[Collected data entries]

# # # #

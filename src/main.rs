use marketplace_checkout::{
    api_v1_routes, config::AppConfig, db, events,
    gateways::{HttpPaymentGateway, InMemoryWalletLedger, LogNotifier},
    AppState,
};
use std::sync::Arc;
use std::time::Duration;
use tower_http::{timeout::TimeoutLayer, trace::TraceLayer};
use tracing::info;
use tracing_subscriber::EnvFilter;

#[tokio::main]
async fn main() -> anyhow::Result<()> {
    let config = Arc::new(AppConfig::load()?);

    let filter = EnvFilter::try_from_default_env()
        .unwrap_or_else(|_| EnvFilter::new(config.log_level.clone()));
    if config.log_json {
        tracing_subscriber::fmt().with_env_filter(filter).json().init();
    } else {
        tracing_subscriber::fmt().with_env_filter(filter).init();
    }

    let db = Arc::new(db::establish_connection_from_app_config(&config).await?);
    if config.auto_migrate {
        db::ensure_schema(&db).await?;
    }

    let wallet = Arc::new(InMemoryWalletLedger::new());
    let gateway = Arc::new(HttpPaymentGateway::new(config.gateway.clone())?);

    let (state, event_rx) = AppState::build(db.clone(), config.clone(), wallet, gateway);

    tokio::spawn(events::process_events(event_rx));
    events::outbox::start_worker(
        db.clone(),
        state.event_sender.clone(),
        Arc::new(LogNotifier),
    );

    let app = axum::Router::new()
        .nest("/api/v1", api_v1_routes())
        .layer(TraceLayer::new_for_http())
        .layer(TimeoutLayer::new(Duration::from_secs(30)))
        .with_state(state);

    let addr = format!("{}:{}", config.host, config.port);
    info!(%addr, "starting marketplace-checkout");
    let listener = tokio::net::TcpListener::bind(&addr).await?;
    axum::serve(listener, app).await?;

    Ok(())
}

# # # #

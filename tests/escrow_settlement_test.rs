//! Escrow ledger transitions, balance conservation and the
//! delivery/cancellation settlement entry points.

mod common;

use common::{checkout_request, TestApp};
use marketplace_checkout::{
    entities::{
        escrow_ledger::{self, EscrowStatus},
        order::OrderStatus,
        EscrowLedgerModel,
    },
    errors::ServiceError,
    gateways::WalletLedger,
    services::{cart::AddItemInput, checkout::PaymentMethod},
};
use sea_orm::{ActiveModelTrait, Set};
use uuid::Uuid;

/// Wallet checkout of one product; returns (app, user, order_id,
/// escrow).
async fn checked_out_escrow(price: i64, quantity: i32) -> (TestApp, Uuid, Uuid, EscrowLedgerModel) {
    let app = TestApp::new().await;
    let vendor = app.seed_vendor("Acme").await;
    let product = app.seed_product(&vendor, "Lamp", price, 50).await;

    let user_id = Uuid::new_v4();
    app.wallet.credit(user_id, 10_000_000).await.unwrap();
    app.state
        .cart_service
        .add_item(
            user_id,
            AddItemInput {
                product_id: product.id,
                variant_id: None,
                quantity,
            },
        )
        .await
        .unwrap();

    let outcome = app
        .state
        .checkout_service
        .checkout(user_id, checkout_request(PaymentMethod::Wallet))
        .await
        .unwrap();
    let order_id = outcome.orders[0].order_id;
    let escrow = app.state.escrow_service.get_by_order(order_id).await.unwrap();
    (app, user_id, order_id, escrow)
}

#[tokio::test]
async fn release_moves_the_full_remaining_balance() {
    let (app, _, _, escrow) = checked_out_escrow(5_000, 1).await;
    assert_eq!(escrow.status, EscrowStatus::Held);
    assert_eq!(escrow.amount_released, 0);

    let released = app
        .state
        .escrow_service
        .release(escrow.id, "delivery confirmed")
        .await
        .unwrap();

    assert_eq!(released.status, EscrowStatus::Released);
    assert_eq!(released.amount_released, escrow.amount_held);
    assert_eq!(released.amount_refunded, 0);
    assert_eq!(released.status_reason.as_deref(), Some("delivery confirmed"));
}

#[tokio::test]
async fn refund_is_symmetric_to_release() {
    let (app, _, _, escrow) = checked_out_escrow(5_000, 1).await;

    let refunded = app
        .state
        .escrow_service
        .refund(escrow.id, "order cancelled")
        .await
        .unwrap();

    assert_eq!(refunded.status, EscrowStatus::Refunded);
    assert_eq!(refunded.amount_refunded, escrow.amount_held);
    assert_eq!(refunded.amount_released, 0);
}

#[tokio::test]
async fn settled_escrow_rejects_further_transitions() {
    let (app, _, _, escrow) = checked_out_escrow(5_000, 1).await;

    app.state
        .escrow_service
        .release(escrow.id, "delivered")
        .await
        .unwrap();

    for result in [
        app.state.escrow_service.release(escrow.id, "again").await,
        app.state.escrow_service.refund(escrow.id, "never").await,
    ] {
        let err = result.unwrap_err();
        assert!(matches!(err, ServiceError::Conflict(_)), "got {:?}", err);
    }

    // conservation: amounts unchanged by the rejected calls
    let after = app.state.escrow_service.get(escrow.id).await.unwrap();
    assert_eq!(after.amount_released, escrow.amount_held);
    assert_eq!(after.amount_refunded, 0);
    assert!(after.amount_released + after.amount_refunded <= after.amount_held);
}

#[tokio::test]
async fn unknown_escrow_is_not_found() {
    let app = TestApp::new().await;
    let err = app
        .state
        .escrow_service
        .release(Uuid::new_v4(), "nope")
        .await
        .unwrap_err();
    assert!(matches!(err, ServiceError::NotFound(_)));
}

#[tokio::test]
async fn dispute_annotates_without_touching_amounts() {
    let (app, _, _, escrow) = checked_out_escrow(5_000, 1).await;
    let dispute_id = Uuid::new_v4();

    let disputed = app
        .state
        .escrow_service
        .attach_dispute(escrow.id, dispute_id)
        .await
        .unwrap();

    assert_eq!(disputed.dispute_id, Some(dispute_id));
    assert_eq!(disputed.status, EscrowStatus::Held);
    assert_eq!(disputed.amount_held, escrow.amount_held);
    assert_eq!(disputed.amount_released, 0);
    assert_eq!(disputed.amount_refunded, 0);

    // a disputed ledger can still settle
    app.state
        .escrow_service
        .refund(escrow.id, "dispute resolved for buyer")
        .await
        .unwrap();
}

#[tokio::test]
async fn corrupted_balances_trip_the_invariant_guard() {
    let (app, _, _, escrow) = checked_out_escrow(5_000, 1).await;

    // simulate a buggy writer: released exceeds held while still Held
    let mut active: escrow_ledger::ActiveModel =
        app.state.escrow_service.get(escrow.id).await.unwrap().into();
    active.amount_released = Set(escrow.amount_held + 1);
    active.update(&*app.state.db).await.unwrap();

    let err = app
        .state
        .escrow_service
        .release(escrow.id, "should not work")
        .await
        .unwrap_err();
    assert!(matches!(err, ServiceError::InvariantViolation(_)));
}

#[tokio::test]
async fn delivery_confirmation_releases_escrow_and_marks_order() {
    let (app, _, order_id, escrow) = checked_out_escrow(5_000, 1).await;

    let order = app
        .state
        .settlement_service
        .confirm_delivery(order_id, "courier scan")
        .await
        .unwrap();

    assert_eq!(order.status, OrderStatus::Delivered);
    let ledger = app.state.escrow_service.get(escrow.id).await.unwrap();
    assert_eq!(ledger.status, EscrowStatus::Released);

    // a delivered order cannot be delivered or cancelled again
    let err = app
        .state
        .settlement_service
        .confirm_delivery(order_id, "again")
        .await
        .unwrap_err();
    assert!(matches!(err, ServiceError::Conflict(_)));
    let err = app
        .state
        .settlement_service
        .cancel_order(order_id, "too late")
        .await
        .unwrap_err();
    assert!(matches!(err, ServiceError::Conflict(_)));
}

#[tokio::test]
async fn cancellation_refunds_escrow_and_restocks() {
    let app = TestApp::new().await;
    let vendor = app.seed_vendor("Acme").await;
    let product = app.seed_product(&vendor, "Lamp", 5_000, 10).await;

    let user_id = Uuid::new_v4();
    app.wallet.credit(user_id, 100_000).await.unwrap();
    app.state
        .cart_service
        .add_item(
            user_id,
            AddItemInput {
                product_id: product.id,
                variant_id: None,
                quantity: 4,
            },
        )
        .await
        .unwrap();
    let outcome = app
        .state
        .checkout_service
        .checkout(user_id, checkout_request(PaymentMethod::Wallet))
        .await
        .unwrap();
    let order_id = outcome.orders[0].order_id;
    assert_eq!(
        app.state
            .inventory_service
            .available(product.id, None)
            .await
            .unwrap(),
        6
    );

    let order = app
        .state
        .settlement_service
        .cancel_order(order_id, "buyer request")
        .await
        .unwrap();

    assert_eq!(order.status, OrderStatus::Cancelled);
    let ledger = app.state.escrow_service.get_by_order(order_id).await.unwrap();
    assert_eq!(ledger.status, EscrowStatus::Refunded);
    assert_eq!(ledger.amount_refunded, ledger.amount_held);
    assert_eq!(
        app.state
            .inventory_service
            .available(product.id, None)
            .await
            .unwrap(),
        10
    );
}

# # # #

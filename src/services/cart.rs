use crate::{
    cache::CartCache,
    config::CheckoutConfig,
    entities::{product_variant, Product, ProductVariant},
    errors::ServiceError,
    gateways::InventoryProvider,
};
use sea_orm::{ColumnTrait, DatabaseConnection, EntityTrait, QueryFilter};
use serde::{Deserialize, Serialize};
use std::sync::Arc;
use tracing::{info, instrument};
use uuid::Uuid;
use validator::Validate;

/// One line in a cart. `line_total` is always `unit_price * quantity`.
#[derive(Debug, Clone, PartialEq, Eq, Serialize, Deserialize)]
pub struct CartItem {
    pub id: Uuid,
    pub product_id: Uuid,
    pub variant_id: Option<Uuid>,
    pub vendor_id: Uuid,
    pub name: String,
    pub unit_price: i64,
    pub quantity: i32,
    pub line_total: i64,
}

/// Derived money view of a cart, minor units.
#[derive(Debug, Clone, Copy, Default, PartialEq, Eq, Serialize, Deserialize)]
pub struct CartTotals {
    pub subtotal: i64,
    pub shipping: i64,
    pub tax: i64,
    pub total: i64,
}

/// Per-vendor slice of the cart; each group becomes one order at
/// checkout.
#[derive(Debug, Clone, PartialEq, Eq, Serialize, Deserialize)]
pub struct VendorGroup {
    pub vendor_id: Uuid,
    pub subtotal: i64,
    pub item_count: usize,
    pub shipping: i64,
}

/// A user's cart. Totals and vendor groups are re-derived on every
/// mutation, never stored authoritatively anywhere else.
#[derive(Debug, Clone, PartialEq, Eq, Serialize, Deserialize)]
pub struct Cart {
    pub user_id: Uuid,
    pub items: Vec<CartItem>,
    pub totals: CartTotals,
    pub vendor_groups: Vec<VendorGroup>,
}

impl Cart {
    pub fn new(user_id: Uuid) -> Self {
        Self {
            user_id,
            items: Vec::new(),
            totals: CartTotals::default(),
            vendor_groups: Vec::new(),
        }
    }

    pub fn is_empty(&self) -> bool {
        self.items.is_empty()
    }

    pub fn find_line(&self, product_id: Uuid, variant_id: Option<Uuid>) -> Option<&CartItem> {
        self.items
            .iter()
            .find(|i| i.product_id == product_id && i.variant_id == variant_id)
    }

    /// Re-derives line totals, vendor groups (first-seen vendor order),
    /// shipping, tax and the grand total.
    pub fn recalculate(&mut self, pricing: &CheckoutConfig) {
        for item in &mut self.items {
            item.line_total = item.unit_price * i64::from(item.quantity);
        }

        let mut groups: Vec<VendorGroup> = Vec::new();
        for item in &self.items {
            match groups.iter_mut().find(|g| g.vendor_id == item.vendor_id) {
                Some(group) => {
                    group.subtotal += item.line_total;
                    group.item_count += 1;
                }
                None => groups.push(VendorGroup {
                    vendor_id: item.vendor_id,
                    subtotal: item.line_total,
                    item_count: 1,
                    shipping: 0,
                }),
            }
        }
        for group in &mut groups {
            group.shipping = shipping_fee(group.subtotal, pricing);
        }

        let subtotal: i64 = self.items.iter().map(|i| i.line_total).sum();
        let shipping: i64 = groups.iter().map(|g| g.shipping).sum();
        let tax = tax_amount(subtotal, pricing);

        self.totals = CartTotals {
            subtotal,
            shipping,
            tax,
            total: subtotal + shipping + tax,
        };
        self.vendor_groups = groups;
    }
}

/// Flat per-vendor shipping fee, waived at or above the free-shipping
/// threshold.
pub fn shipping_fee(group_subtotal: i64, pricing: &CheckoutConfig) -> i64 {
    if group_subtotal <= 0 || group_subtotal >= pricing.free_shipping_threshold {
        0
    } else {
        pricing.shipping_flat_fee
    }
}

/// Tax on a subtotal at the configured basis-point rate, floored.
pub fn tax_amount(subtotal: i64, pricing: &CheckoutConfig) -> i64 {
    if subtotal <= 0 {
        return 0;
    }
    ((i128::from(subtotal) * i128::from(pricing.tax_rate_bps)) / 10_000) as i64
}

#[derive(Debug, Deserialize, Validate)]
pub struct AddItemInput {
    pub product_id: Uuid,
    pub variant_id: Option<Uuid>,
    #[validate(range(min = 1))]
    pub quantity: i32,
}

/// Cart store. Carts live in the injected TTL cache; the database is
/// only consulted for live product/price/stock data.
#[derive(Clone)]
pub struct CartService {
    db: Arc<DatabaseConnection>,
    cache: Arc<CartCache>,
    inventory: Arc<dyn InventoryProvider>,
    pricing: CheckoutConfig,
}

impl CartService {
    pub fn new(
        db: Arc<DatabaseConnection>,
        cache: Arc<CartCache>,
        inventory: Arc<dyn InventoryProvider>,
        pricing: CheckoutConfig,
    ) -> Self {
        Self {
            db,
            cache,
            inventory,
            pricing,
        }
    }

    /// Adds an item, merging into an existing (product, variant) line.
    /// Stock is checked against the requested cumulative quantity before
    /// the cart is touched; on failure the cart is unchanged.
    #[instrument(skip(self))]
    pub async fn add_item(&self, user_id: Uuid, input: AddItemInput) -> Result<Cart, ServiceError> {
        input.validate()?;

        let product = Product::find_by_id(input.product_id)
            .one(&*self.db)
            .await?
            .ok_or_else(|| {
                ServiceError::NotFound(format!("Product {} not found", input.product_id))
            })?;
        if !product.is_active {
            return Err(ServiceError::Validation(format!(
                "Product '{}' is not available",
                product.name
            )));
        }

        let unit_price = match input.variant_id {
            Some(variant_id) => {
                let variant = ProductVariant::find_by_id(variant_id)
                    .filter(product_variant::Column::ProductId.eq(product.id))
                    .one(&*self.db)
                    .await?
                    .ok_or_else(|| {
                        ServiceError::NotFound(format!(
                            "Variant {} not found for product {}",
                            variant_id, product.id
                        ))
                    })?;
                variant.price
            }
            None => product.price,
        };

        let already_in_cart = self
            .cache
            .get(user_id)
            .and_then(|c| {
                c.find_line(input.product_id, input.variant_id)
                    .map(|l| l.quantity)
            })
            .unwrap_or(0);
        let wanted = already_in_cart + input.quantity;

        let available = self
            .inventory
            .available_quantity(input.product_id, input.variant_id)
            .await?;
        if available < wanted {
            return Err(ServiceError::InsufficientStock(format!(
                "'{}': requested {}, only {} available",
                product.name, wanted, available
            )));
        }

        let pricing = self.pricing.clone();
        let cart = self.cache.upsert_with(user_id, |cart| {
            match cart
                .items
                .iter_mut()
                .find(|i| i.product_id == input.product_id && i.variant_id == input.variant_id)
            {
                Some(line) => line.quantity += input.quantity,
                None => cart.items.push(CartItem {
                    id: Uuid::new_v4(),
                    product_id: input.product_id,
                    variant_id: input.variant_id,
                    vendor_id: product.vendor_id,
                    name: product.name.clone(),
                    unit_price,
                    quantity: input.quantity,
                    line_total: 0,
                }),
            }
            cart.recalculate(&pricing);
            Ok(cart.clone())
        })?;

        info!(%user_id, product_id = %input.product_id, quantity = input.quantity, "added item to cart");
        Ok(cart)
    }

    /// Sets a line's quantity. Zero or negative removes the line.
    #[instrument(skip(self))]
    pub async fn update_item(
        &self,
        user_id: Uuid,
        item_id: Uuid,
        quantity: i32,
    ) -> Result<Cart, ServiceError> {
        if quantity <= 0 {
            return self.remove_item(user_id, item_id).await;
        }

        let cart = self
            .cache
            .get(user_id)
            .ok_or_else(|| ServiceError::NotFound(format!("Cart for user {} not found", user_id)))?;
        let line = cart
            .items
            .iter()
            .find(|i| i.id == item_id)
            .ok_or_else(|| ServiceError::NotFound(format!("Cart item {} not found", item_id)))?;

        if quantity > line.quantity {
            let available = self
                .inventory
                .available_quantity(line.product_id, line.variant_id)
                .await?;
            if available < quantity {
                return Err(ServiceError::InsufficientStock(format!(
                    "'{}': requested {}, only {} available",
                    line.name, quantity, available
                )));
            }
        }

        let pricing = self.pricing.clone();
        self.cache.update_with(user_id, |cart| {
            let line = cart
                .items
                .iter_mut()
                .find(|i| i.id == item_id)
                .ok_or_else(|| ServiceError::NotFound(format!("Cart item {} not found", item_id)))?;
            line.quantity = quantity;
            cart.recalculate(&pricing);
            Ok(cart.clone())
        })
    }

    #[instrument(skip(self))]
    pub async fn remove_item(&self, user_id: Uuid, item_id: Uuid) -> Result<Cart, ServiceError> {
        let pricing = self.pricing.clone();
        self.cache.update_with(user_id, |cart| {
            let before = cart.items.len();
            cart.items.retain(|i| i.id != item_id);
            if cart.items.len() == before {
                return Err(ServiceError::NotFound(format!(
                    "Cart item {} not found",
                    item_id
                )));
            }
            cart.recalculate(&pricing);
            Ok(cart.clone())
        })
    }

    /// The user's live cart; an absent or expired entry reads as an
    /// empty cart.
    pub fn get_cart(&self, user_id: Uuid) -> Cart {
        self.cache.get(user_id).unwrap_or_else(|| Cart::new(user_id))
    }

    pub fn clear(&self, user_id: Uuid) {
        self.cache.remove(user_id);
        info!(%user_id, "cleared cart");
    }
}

# # # #

• [DESCRIPTION OF THE TASK] Could you restate word for word the lines above from the one containing "filename src/main.rs" through the one containing "async fn main()", both included, and nothing else?

• [SOLUTION FOR THIS PROBLEM]
filename src/main.rs
use marketplace_checkout::{
    api_v1_routes, config::AppConfig, db, events,
    gateways::{HttpPaymentGateway, InMemoryWalletLedger, LogNotifier},
    AppState,
};
use std::sync::Arc;
use std::time::Duration;
use tower_http::{timeout::TimeoutLayer, trace::TraceLayer};
use tracing::info;
use tracing_subscriber::EnvFilter;

#[tokio::main]
async fn main() -> anyhow::Result<()> {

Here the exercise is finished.